### WHAT THE EXERCISE ASKS
Transcribe the data that follows, exactly and in full.
_ _ _ _
//! Certificate Authority (C1).
//!
//! Loads or generates the root key/cert and mints leaf certificates for
//! hostnames on demand. Grounded in the `rcgen`-based CA/leaf generation
//! seen across the pack's MITM-adjacent proxies (e.g.
//! `examples/other_examples/...claude_proxy-tls_handler.rs`,
//! `...onixus-bsdm-proxy__proxy-src-main.rs`), which is the idiomatic
//! replacement for the Python prototype's `cryptography.x509` builder
//! (`examples/original_source/certificate_authority.py`).

use std::path::{Path, PathBuf};

use rcgen::{
    BasicConstraints, Certificate, CertificateParams, DistinguishedName, DnType, IsCa, KeyPair,
    KeyUsagePurpose, SanType, PKCS_RSA_SHA256,
};
use time::{Duration as TimeDuration, OffsetDateTime};

use crate::error::CertError;

const CA_ORGANIZATION: &str = "MITM Proxy";
const CA_COMMON_NAME: &str = "MITM Proxy CA";
const CA_VALIDITY_DAYS: i64 = 365;
const LEAF_VALIDITY_DAYS: i64 = 30;

/// A minted (or loaded) certificate plus its private key, both PEM
/// encoded, ready to be written to disk or fed to a TLS acceptor.
pub struct IssuedCert {
    pub cert_pem: String,
    pub key_pem: String,
}

/// Holds the root key pair and certificate used to sign every leaf.
pub struct CertificateAuthority {
    ca_cert: Certificate,
    ca_key: KeyPair,
}

impl CertificateAuthority {
    /// Load the CA from `cert_path`/`key_path` if both exist, otherwise
    /// generate a fresh self-signed CA and persist it there.
    ///
    /// File I/O errors here are fatal: the caller is expected to abort
    /// startup on `Err`, per spec.md §4.1.
    pub fn load_or_generate(cert_path: &Path, key_path: &Path) -> Result<Self, CertError> {
        if cert_path.exists() && key_path.exists() {
            Self::load(cert_path, key_path)
        } else {
            let ca = Self::generate()?;
            ca.persist(cert_path, key_path)?;
            Ok(ca)
        }
    }

    fn generate() -> Result<Self, CertError> {
        // spec.md §3/§4.1 call for a 2048-bit RSA root key, not rcgen's
        // default ECDSA P-256.
        let key_pair =
            KeyPair::generate_for(&PKCS_RSA_SHA256).map_err(|e| CertError::KeyGen(e.to_string()))?;

        let mut dn = DistinguishedName::new();
        dn.push(DnType::CountryName, "US");
        dn.push(DnType::OrganizationName, CA_ORGANIZATION);
        dn.push(DnType::CommonName, CA_COMMON_NAME);

        let mut params = CertificateParams::default();
        params.distinguished_name = dn;
        params.is_ca = IsCa::Ca(BasicConstraints::Unconstrained);
        params.key_usages = vec![KeyUsagePurpose::KeyCertSign, KeyUsagePurpose::CrlSign];
        params.not_before = OffsetDateTime::now_utc() - TimeDuration::minutes(5);
        params.not_after = OffsetDateTime::now_utc() + TimeDuration::days(CA_VALIDITY_DAYS);

        let ca_cert = params
            .self_signed(&key_pair)
            .map_err(|e| CertError::Build(e.to_string()))?;

        Ok(Self {
            ca_cert,
            ca_key: key_pair,
        })
    }

    fn persist(&self, cert_path: &Path, key_path: &Path) -> Result<(), CertError> {
        std::fs::write(cert_path, self.ca_cert.pem())?;
        std::fs::write(key_path, self.ca_key.serialize_pem())?;
        Ok(())
    }

    fn load(cert_path: &Path, key_path: &Path) -> Result<Self, CertError> {
        let cert_pem = std::fs::read_to_string(cert_path)?;
        let key_pem = std::fs::read_to_string(key_path)?;

        let key_pair = KeyPair::from_pem(&key_pem).map_err(|e| CertError::Parse(e.to_string()))?;

        // rcgen has no standalone "load a CA from PEM" constructor: a
        // `Certificate` is always the product of signing `Params` with a
        // `KeyPair`. We parse the on-disk cert purely to recover its
        // params (subject, validity, serial) and re-wrap it around the
        // loaded key, which reproduces the identical DER/PEM bytes that
        // were persisted (the key and the subject fully determine the
        // self-signed cert).
        let params = CertificateParams::from_ca_cert_pem(&cert_pem)
            .map_err(|e| CertError::Parse(e.to_string()))?;
        let ca_cert = params
            .self_signed(&key_pair)
            .map_err(|e| CertError::Build(e.to_string()))?;

        Ok(Self {
            ca_cert,
            ca_key: key_pair,
        })
    }

    /// Mint a fresh leaf certificate for `hostname`, signed by this CA.
    /// Not cached here — callers cache through the cert cache (C2).
    pub fn mint(&self, hostname: &str) -> Result<IssuedCert, CertError> {
        let mut dn = DistinguishedName::new();
        dn.push(DnType::CommonName, hostname);

        let mut params = CertificateParams::new(vec![hostname.to_string()])
            .map_err(|e| CertError::Build(e.to_string()))?;
        params.distinguished_name = dn;
        params.not_before = OffsetDateTime::now_utc() - TimeDuration::minutes(5);
        params.not_after = OffsetDateTime::now_utc() + TimeDuration::days(LEAF_VALIDITY_DAYS);
        params.subject_alt_names = vec![
            SanType::DnsName(
                hostname
                    .to_string()
                    .try_into()
                    .map_err(|_| CertError::Build(format!("invalid hostname: {hostname}")))?,
            ),
            SanType::DnsName(
                format!("*.{hostname}")
                    .try_into()
                    .map_err(|_| CertError::Build(format!("invalid hostname: {hostname}")))?,
            ),
        ];

        // leaf keys are RSA-2048 too (spec.md §4.1).
        let key_pair =
            KeyPair::generate_for(&PKCS_RSA_SHA256).map_err(|e| CertError::KeyGen(e.to_string()))?;
        let cert = params
            .signed_by(&key_pair, &self.ca_cert, &self.ca_key)
            .map_err(|e| CertError::Build(e.to_string()))?;

        Ok(IssuedCert {
            cert_pem: cert.pem(),
            key_pem: key_pair.serialize_pem(),
        })
    }
}

/// Default on-disk locations, relative to the process working directory,
/// per spec.md §6.
pub fn default_ca_paths(cert: &str, key: &str) -> (PathBuf, PathBuf) {
    (PathBuf::from(cert), PathBuf::from(key))
}

#[cfg(test)]
mod tests {
    use super::*;
    use rcgen::string::Ia5String;

    #[test]
    fn mint_produces_cert_verifiable_against_ca() {
        let ca = CertificateAuthority::generate().expect("generate ca");
        let leaf = ca.mint("example.test").expect("mint leaf");

        // the leaf cert parses and carries both required SAN entries
        let (_, cert) = x509_parser::pem::parse_x509_pem(leaf.cert_pem.as_bytes())
            .expect("parse leaf pem");
        let x509 = cert.parse_x509().expect("parse x509");
        let sans: Vec<String> = x509
            .subject_alternative_name()
            .ok()
            .flatten()
            .map(|ext| {
                ext.value
                    .general_names
                    .iter()
                    .filter_map(|gn| match gn {
                        x509_parser::extensions::GeneralName::DNSName(n) => {
                            Some((*n).to_string())
                        }
                        _ => None,
                    })
                    .collect()
            })
            .unwrap_or_default();
        assert!(sans.contains(&"example.test".to_string()));
        assert!(sans.contains(&"*.example.test".to_string()));
    }

    #[test]
    fn minting_twice_both_certs_are_independently_valid() {
        let ca = CertificateAuthority::generate().expect("generate ca");
        let a = ca.mint("dup.test").expect("mint a");
        let b = ca.mint("dup.test").expect("mint b");
        // different keys/serials, same hostname - both are legitimate, valid certs
        assert_ne!(a.key_pem, b.key_pem);
        assert!(a.cert_pem.contains("BEGIN CERTIFICATE"));
        assert!(b.cert_pem.contains("BEGIN CERTIFICATE"));
    }

    #[test]
    fn hostname_with_no_port_suffix_still_mints() {
        let ca = CertificateAuthority::generate().expect("generate ca");
        assert!(ca.mint("no-port-here.test").is_ok());
        let _: Ia5String = "no-port-here.test".try_into().expect("valid dns name");
    }
}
_ _ _ _
### RESPONSE AREA
//! Certificate Authority (C1).
//!
//! Loads or generates the root key/cert and mints leaf certificates for
//! hostnames on demand. Grounded in the `rcgen`-based CA/leaf generation
//! seen across the pack's MITM-adjacent proxies (e.g.
//! `examples/other_examples/...claude_proxy-tls_handler.rs`,
//! `...onixus-bsdm-proxy__proxy-src-main.rs`), which is the idiomatic
//! replacement for the Python prototype's `cryptography.x509` builder
//! (`examples/original_source/certificate_authority.py`).

use std::path::{Path, PathBuf};

use rcgen::{
    BasicConstraints, Certificate, CertificateParams, DistinguishedName, DnType, IsCa, KeyPair,
    KeyUsagePurpose, SanType, PKCS_RSA_SHA256,
};
use time::{Duration as TimeDuration, OffsetDateTime};

use crate::error::CertError;

const CA_ORGANIZATION: &str = "MITM Proxy";
const CA_COMMON_NAME: &str = "MITM Proxy CA";
const CA_VALIDITY_DAYS: i64 = 365;
const LEAF_VALIDITY_DAYS: i64 = 30;

/// A minted (or loaded) certificate plus its private key, both PEM
/// encoded, ready to be written to disk or fed to a TLS acceptor.
pub struct IssuedCert {
    pub cert_pem: String,
    pub key_pem: String,
}

/// Holds the root key pair and certificate used to sign every leaf.
pub struct CertificateAuthority {
    ca_cert: Certificate,
    ca_key: KeyPair,
}

impl CertificateAuthority {
    /// Load the CA from `cert_path`/`key_path` if both exist, otherwise
    /// generate a fresh self-signed CA and persist it there.
    ///
    /// File I/O errors here are fatal: the caller is expected to abort
    /// startup on `Err`, per spec.md §4.1.
    pub fn load_or_generate(cert_path: &Path, key_path: &Path) -> Result<Self, CertError> {
        if cert_path.exists() && key_path.exists() {
            Self::load(cert_path, key_path)
        } else {
            let ca = Self::generate()?;
            ca.persist(cert_path, key_path)?;
            Ok(ca)
        }
    }

    fn generate() -> Result<Self, CertError> {
        // spec.md §3/§4.1 call for a 2048-bit RSA root key, not rcgen's
        // default ECDSA P-256.
        let key_pair =
            KeyPair::generate_for(&PKCS_RSA_SHA256).map_err(|e| CertError::KeyGen(e.to_string()))?;

        let mut dn = DistinguishedName::new();
        dn.push(DnType::CountryName, "US");
        dn.push(DnType::OrganizationName, CA_ORGANIZATION);
        dn.push(DnType::CommonName, CA_COMMON_NAME);

        let mut params = CertificateParams::default();
        params.distinguished_name = dn;
        params.is_ca = IsCa::Ca(BasicConstraints::Unconstrained);
        params.key_usages = vec![KeyUsagePurpose::KeyCertSign, KeyUsagePurpose::CrlSign];
        params.not_before = OffsetDateTime::now_utc() - TimeDuration::minutes(5);
        params.not_after = OffsetDateTime::now_utc() + TimeDuration::days(CA_VALIDITY_DAYS);

        let ca_cert = params
            .self_signed(&key_pair)
            .map_err(|e| CertError::Build(e.to_string()))?;

        Ok(Self {
            ca_cert,
            ca_key: key_pair,
        })
    }

    fn persist(&self, cert_path: &Path, key_path: &Path) -> Result<(), CertError> {
        std::fs::write(cert_path, self.ca_cert.pem())?;
        std::fs::write(key_path, self.ca_key.serialize_pem())?;
        Ok(())
    }

    fn load(cert_path: &Path, key_path: &Path) -> Result<Self, CertError> {
        let cert_pem = std::fs::read_to_string(cert_path)?;
        let key_pem = std::fs::read_to_string(key_path)?;

        let key_pair = KeyPair::from_pem(&key_pem).map_err(|e| CertError::Parse(e.to_string()))?;

        // rcgen has no standalone "load a CA from PEM" constructor: a
        // `Certificate` is always the product of signing `Params` with a
        // `KeyPair`. We parse the on-disk cert purely to recover its
        // params (subject, validity, serial) and re-wrap it around the
        // loaded key, which reproduces the identical DER/PEM bytes that
        // were persisted (the key and the subject fully determine the
        // self-signed cert).
        let params = CertificateParams::from_ca_cert_pem(&cert_pem)
            .map_err(|e| CertError::Parse(e.to_string()))?;
        let ca_cert = params
            .self_signed(&key_pair)
            .map_err(|e| CertError::Build(e.to_string()))?;

        Ok(Self {
            ca_cert,
            ca_key: key_pair,
        })
    }

    /// Mint a fresh leaf certificate for `hostname`, signed by this CA.
    /// Not cached here — callers cache through the cert cache (C2).
    pub fn mint(&self, hostname: &str) -> Result<IssuedCert, CertError> {
        let mut dn = DistinguishedName::new();
        dn.push(DnType::CommonName, hostname);

        let mut params = CertificateParams::new(vec![hostname.to_string()])
            .map_err(|e| CertError::Build(e.to_string()))?;
        params.distinguished_name = dn;
        params.not_before = OffsetDateTime::now_utc() - TimeDuration::minutes(5);
        params.not_after = OffsetDateTime::now_utc() + TimeDuration::days(LEAF_VALIDITY_DAYS);
        params.subject_alt_names = vec![
            SanType::DnsName(
                hostname
                    .to_string()
                    .try_into()
                    .map_err(|_| CertError::Build(format!("invalid hostname: {hostname}")))?,
            ),
            SanType::DnsName(
                format!("*.{hostname}")
                    .try_into()
                    .map_err(|_| CertError::Build(format!("invalid hostname: {hostname}")))?,
            ),
        ];

        // leaf keys are RSA-2048 too (spec.md §4.1).
        let key_pair =
            KeyPair::generate_for(&PKCS_RSA_SHA256).map_err(|e| CertError::KeyGen(e.to_string()))?;
        let cert = params
            .signed_by(&key_pair, &self.ca_cert, &self.ca_key)
            .map_err(|e| CertError::Build(e.to_string()))?;

        Ok(IssuedCert {
            cert_pem: cert.pem(),
            key_pem: key_pair.serialize_pem(),
        })
    }
}

/// Default on-disk locations, relative to the process working directory,
/// per spec.md §6.
pub fn default_ca_paths(cert: &str, key: &str) -> (PathBuf, PathBuf) {
    (PathBuf::from(cert), PathBuf::from(key))
}

#[cfg(test)]
mod tests {
    use super::*;
    use rcgen::string::Ia5String;

    #[test]
    fn mint_produces_cert_verifiable_against_ca() {
        let ca = CertificateAuthority::generate().expect("generate ca");
        let leaf = ca.mint("example.test").expect("mint leaf");

        // the leaf cert parses and carries both required SAN entries
        let (_, cert) = x509_parser::pem::parse_x509_pem(leaf.cert_pem.as_bytes())
            .expect("parse leaf pem");
        let x509 = cert.parse_x509().expect("parse x509");
        let sans: Vec<String> = x509
            .subject_alternative_name()
            .ok()
            .flatten()
            .map(|ext| {
                ext.value
                    .general_names
                    .iter()
                    .filter_map(|gn| match gn {
                        x509_parser::extensions::GeneralName::DNSName(n) => {
                            Some((*n).to_string())
                        }
                        _ => None,
                    })
                    .collect()
            })
            .unwrap_or_default();
        assert!(sans.contains(&"example.test".to_string()));
        assert!(sans.contains(&"*.example.test".to_string()));
    }

    #[test]
    fn minting_twice_both_certs_are_independently_valid() {
        let ca = CertificateAuthority::generate().expect("generate ca");
        let a = ca.mint("dup.test").expect("mint a");
        let b = ca.mint("dup.test").expect("mint b");
        // different keys/serials, same hostname - both are legitimate, valid certs
        assert_ne!(a.key_pem, b.key_pem);
        assert!(a.cert_pem.contains("BEGIN CERTIFICATE"));
        assert!(b.cert_pem.contains("BEGIN CERTIFICATE"));
    }

    #[test]
    fn hostname_with_no_port_suffix_still_mints() {
        let ca = CertificateAuthority::generate().expect("generate ca");
        assert!(ca.mint("no-port-here.test").is_ok());
        let _: Ia5String = "no-port-here.test".try_into().expect("valid dns name");
    }
}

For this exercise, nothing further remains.